Oracle has escalated the “Big Data” arms race, acquiring Cambridge, Massachusetts-based analytics outfit Endeca.
Endeca’s software will be integrated into the company’s hardware systems as a way of providing “more comprehensive” management of unstructured data — the buzz term du jour in the enterprise IT market — according to Oracle vp Thomas Kurian.
According to Endeca, its MDEX analytics engine is written around a vertical record store, instead of classic tables. The marketing materials go so far as to espouse MDEX’s value over classic relational databases — such as those offered by Oracle. This new weapon in the Oracle arsenal is designed to compete with such platforms as Hadoop — the open source distributed, number-crunching platform — and the analytics software offered by recent HP acquisition Autonomy, a Cambridge, UK-based company.
“For about 80 percent of business analytics reporting you are trying to fit a square peg in a round hole. There are too many different data points,” Boris Evelson of research firm Forrester told Wired. “Oracle now has a great product in their portfolio.”
Most of the infrastructure computing market is making plays toward organizing the world’s disparate data in one way or another. In the last five years, IBM snatched up a host of outfits for fees totaling over $14 billion. Microsoft just announced that it will port Hadoop to Windows, and Oracle itself is now offering an appliance based on Hadoop.
Yet Oracle’s latest move raise somes eyebrows. This month, Larry Ellison and team made a sport of mocking HP’s $12 billion purchase of Autonomy, claiming it could already do what Autonomy does — cheaper and faster — with its existing relational databases.

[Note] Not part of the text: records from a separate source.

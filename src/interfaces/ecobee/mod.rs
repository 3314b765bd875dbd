//! Blocking client for the ecobee cloud API: PIN authorization, token
//! refresh, and the thermostat telemetry endpoint.

use serde::Deserialize;
use thiserror::Error;

use crate::constants::defaults;
use crate::helpers::backoff_retry;

mod models;

pub use models::{
    ExtendedRuntime, PinResponse, RemoteSensor, Runtime, SensorCapability, Thermostat,
    TokenGrant, Weather, WeatherForecast,
};

use models::ThermostatResponse;

#[derive(Error, Debug)]
pub enum EcobeeError {
    #[error("access token expired or invalid")]
    AuthExpired,
    #[error("refresh token no longer valid")]
    InvalidGrant,
    #[error("ecobee API rate limit hit")]
    RateLimited,
    #[error("network error talking to ecobee: {0}")]
    Network(String),
    #[error("unexpected ecobee API response: {0}")]
    Api(String),
    #[error("could not parse ecobee response: {0}")]
    Parse(#[from] std::io::Error),
}

/// Outcome of one poll of the token endpoint during PIN authorization
#[derive(Debug)]
pub enum PinGrant {
    Granted(TokenGrant),
    Pending,
    Denied,
}

/// OAuth-style error body returned by the token endpoint
#[derive(Debug, Deserialize)]
struct OauthError {
    error: String,
}

pub struct EcobeeClient {
    agent: ureq::Agent,
    api_root: String,
    api_key: String,
}

impl EcobeeClient {
    pub fn new(agent: ureq::Agent, api_root: &str, api_key: &str) -> Self {
        Self {
            agent,
            api_root: api_root.trim_end_matches('/').to_string(),
            api_key: api_key.to_string(),
        }
    }

    /// Request a new PIN challenge for the device-authorization flow
    pub fn authorize_pin(&self) -> Result<PinResponse, EcobeeError> {
        let request = || {
            log::debug!("Requesting ecobee authorization PIN");
            self.agent
                .get(&format!("{}/authorize", self.api_root))
                .query("response_type", "ecobeePin")
                .query("client_id", &self.api_key)
                .query("scope", defaults::ECOBEE_SCOPE)
                .call()
                .map_err(classify)
        };

        let resp = backoff_retry(request).map_err(flatten)?;
        Ok(resp.into_json()?)
    }

    /// Poll the token endpoint with a PIN authorization code. "Pending" and
    /// "denied" are expected states of the flow, not errors.
    pub fn request_pin_token(&self, code: &str) -> Result<PinGrant, EcobeeError> {
        let result = self
            .agent
            .post(&format!("{}/token", self.api_root))
            .send_form(&[
                ("grant_type", "ecobeePin"),
                ("code", code),
                ("client_id", &self.api_key),
            ]);

        match result {
            Ok(resp) => Ok(PinGrant::Granted(resp.into_json()?)),
            Err(ureq::Error::Status(_, resp)) => {
                let oauth_err: OauthError = resp.into_json()?;
                match oauth_err.error.as_str() {
                    "authorization_pending" | "slow_down" => Ok(PinGrant::Pending),
                    "access_denied" => Ok(PinGrant::Denied),
                    other => Err(EcobeeError::Api(format!("token endpoint error: {other}"))),
                }
            }
            Err(ureq::Error::Transport(transport)) => {
                Err(EcobeeError::Network(transport.to_string()))
            }
        }
    }

    /// Exchange a refresh token for a fresh token pair
    pub fn refresh_token(&self, refresh_token: &str) -> Result<TokenGrant, EcobeeError> {
        let result = self
            .agent
            .post(&format!("{}/token", self.api_root))
            .send_form(&[
                ("grant_type", "refresh_token"),
                ("refresh_token", refresh_token),
                ("client_id", &self.api_key),
            ]);

        match result {
            Ok(resp) => Ok(resp.into_json()?),
            Err(ureq::Error::Status(code, resp)) => {
                match resp.into_json::<OauthError>() {
                    Ok(oauth_err) if oauth_err.error == "invalid_grant" => {
                        Err(EcobeeError::InvalidGrant)
                    }
                    Ok(oauth_err) => Err(EcobeeError::Api(format!(
                        "token refresh failed: {}",
                        oauth_err.error
                    ))),
                    Err(_) => Err(EcobeeError::Api(format!(
                        "HTTP {code} from token endpoint"
                    ))),
                }
            }
            Err(ureq::Error::Transport(transport)) => {
                Err(EcobeeError::Network(transport.to_string()))
            }
        }
    }

    /// Fetch one thermostat's telemetry: runtime, extended runtime, remote
    /// sensors and weather in a single selection request.
    pub fn fetch_snapshot(
        &self,
        access_token: &str,
        thermostat_id: &str,
    ) -> Result<Thermostat, EcobeeError> {
        let selection = selection_json(thermostat_id);
        let request = || {
            log::debug!("Fetching telemetry for thermostat {thermostat_id}");
            self.agent
                .get(&format!("{}/1/thermostat", self.api_root))
                .query("json", &selection)
                .set("Content-Type", "application/json;charset=UTF-8")
                .set("Authorization", &format!("Bearer {access_token}"))
                .call()
                .map_err(classify)
        };

        let resp = backoff_retry(request).map_err(flatten)?;
        let body: ThermostatResponse = resp.into_json()?;
        body.thermostat_list.into_iter().next().ok_or_else(|| {
            EcobeeError::Api(format!("no thermostat data returned for {thermostat_id}"))
        })
    }
}

/// Selection body for the thermostat endpoint, passed URL-encoded in the
/// `json` query parameter.
pub(crate) fn selection_json(thermostat_id: &str) -> String {
    serde_json::json!({
        "selection": {
            "selectionType": "thermostats",
            "selectionMatch": thermostat_id,
            "includeRuntime": true,
            "includeExtendedRuntime": true,
            "includeSettings": false,
            "includeProgram": false,
            "includeSensors": true,
            "includeWeather": true,
        }
    })
    .to_string()
}

fn classify(err: ureq::Error) -> backoff::Error<EcobeeError> {
    match err {
        ureq::Error::Status(401, _) => backoff::Error::permanent(EcobeeError::AuthExpired),
        ureq::Error::Status(429, _) => backoff::Error::permanent(EcobeeError::RateLimited),
        ureq::Error::Status(code, _) if code >= 500 => {
            backoff::Error::transient(EcobeeError::Network(format!("HTTP {code} from ecobee")))
        }
        ureq::Error::Status(code, _) => {
            backoff::Error::permanent(EcobeeError::Api(format!("HTTP {code} from ecobee")))
        }
        ureq::Error::Transport(transport) => {
            backoff::Error::transient(EcobeeError::Network(transport.to_string()))
        }
    }
}

fn flatten(err: backoff::Error<EcobeeError>) -> EcobeeError {
    match err {
        backoff::Error::Permanent(e) => e,
        backoff::Error::Transient { err, .. } => err,
    }
}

Such talk is typical of Oracle. But it doesn’t tell the whole story. “The rigid structure of such databases isn’t designed to handle documents, email and the rest of the mass of user- and machine-generated information that is often lumped under the term ‘Big Data,’” writes Nick Patience of research outfit 451Group.
While Oracle was not immediately available for comment about its Endeca purchase, it would seem the company has quietly recognized that this indeed is the truth.